Work through the lines of the material below, note those with the word "Check", and give their number, nothing else.

═════ Material provided ═════

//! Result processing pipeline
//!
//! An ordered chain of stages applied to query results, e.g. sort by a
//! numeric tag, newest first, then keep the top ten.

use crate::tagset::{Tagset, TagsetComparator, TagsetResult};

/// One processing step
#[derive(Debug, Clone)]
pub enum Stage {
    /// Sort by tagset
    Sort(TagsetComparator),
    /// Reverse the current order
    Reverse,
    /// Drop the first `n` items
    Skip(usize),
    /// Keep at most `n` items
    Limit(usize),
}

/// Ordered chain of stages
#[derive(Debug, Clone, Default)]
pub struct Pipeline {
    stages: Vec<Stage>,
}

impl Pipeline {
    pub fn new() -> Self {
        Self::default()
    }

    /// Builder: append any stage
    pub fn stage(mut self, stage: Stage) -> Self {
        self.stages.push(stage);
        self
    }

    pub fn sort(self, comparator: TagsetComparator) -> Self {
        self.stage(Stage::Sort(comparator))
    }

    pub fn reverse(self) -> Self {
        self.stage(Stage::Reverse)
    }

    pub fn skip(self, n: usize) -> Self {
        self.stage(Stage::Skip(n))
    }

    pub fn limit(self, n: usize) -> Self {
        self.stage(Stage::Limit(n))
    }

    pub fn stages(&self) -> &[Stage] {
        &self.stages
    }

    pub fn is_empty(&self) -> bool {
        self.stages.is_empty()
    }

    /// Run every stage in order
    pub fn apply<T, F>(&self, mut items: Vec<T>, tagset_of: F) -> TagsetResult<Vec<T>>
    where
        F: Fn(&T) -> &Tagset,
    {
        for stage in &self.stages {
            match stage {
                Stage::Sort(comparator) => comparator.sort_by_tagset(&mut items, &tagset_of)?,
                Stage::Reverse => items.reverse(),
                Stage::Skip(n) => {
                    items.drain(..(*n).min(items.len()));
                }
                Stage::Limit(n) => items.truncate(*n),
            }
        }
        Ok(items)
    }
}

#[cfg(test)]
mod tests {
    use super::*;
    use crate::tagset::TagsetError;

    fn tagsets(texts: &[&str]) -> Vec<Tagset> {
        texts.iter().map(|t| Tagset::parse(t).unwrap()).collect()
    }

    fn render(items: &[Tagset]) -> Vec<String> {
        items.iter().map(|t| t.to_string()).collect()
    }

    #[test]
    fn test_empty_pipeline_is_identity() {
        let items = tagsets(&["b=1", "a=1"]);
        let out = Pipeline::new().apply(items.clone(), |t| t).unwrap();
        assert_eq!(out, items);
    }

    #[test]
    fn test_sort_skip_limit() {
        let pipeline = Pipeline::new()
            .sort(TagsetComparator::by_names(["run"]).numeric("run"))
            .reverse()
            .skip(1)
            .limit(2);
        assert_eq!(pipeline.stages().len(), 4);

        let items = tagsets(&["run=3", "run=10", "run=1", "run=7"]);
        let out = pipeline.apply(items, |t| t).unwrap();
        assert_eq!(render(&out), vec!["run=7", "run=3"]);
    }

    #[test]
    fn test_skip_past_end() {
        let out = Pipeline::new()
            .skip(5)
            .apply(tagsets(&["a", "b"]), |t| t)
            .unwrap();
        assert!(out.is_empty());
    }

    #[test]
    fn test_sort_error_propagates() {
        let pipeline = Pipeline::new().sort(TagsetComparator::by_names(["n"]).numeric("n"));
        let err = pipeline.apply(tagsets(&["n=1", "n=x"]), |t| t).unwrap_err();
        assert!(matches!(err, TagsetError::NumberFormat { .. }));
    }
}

═════
═════ Material provided ═════

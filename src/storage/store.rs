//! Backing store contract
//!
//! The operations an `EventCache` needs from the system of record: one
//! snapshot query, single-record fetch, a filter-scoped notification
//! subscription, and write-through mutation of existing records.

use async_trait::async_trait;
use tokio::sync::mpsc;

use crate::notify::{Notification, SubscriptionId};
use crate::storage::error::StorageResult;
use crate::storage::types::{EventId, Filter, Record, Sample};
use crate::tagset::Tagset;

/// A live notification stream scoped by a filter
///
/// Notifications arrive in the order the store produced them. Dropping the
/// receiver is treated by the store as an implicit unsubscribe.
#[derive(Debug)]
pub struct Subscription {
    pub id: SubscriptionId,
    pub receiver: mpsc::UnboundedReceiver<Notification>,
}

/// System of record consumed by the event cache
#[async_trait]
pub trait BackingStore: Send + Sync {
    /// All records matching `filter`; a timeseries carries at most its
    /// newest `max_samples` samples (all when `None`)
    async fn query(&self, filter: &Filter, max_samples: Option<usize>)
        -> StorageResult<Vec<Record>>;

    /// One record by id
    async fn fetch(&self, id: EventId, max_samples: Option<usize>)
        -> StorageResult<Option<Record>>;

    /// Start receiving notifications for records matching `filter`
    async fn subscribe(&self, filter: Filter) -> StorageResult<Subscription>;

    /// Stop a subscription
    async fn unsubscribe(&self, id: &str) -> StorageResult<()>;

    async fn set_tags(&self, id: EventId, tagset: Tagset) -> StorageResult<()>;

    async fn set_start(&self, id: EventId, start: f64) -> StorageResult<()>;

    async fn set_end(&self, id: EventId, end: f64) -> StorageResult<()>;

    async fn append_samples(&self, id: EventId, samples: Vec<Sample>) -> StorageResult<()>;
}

═════
═════ Material provided ═════

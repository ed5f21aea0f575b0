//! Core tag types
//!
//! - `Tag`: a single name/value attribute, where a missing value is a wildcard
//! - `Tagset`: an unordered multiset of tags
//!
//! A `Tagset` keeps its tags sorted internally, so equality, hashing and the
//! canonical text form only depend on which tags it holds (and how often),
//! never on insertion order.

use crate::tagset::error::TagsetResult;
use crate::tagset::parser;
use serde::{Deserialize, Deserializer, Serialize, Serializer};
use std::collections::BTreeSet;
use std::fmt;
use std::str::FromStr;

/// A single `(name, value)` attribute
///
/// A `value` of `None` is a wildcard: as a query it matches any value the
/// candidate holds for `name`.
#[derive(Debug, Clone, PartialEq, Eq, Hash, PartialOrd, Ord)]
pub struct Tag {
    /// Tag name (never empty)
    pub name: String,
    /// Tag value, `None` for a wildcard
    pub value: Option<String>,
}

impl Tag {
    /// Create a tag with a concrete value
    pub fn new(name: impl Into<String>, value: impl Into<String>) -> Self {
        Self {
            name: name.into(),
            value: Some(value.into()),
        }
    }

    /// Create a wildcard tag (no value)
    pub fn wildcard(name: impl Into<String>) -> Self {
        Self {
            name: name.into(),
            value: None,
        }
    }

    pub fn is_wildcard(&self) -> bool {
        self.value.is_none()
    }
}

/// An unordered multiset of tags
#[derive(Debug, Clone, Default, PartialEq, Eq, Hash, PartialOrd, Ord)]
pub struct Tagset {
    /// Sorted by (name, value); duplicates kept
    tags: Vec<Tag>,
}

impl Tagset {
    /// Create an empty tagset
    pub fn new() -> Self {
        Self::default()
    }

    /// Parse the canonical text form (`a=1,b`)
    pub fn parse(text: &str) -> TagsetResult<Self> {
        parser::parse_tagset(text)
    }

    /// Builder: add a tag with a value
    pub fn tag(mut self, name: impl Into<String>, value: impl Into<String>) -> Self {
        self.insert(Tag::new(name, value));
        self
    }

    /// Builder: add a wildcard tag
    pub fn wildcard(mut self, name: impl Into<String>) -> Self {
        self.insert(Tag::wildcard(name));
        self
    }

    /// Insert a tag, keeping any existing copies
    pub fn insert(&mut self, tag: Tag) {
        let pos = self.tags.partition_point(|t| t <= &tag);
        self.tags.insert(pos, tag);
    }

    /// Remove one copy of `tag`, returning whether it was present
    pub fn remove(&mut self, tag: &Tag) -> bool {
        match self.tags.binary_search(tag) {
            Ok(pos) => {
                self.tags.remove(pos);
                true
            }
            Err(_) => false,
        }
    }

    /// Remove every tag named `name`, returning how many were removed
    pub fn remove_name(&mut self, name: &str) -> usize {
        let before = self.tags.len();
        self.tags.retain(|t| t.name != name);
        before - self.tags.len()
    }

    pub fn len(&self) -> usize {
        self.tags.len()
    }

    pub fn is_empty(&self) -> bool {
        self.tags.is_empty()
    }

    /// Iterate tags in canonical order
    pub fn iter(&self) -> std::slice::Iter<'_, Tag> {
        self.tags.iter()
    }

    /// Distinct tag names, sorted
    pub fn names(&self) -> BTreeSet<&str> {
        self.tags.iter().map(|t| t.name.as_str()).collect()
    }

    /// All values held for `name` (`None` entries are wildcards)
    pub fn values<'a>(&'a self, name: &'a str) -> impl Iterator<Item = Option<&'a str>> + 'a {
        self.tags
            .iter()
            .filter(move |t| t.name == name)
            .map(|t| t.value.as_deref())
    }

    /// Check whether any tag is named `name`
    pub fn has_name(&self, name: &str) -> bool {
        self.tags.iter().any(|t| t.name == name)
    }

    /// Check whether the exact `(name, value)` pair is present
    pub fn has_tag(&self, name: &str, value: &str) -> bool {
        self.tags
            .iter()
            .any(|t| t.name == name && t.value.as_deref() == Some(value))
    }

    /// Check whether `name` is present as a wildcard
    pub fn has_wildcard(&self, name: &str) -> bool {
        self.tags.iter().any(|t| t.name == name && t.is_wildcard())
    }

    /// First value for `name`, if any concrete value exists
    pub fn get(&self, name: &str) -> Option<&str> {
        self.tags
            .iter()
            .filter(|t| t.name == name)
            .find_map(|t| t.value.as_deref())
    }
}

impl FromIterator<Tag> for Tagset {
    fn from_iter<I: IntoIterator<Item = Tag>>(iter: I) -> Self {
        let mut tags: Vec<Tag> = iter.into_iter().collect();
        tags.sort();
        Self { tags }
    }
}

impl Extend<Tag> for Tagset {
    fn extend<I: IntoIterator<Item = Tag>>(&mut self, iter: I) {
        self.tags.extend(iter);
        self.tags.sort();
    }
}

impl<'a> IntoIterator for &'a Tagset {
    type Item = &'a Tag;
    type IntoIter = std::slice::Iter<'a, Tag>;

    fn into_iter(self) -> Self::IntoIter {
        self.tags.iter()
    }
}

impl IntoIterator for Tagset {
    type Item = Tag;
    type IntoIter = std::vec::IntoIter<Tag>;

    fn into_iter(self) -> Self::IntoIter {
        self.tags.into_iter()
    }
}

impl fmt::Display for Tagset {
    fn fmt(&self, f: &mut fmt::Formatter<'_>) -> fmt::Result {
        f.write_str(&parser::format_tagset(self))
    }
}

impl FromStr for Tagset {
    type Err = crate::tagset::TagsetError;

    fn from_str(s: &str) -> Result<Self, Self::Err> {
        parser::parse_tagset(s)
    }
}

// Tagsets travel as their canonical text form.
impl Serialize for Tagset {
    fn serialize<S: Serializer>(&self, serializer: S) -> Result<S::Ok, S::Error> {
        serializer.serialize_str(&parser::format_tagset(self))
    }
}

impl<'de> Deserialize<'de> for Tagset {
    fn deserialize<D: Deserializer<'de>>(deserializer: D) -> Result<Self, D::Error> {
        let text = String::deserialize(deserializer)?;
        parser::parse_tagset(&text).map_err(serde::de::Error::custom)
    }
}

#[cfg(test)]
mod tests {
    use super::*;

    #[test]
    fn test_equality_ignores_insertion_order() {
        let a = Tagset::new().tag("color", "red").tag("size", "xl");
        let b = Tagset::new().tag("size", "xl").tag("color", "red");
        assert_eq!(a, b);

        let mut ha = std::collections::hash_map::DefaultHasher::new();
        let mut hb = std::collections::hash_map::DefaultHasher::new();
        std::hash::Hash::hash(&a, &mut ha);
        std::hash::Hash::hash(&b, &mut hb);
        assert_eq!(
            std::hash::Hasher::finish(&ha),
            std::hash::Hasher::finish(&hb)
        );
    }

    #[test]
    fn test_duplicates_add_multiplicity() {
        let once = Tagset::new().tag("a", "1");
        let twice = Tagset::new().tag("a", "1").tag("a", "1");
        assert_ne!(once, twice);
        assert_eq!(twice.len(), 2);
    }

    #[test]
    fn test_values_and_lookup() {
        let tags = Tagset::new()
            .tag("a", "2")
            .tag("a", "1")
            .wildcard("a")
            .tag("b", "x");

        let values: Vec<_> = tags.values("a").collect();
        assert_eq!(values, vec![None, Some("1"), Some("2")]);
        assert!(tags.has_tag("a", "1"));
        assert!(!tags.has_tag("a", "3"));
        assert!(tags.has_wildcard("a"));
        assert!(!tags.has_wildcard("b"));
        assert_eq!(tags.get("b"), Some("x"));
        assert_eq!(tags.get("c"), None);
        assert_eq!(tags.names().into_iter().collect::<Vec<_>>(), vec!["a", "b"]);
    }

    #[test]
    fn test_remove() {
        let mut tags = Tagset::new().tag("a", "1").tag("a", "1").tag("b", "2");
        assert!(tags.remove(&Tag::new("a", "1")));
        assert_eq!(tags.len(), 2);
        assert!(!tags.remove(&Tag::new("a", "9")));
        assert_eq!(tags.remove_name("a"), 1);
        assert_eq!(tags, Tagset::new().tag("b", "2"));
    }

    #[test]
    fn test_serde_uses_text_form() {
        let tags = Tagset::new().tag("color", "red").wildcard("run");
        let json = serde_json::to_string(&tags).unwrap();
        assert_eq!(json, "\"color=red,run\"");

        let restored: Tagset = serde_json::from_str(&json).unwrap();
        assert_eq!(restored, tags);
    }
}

═════

## Result of the task:
3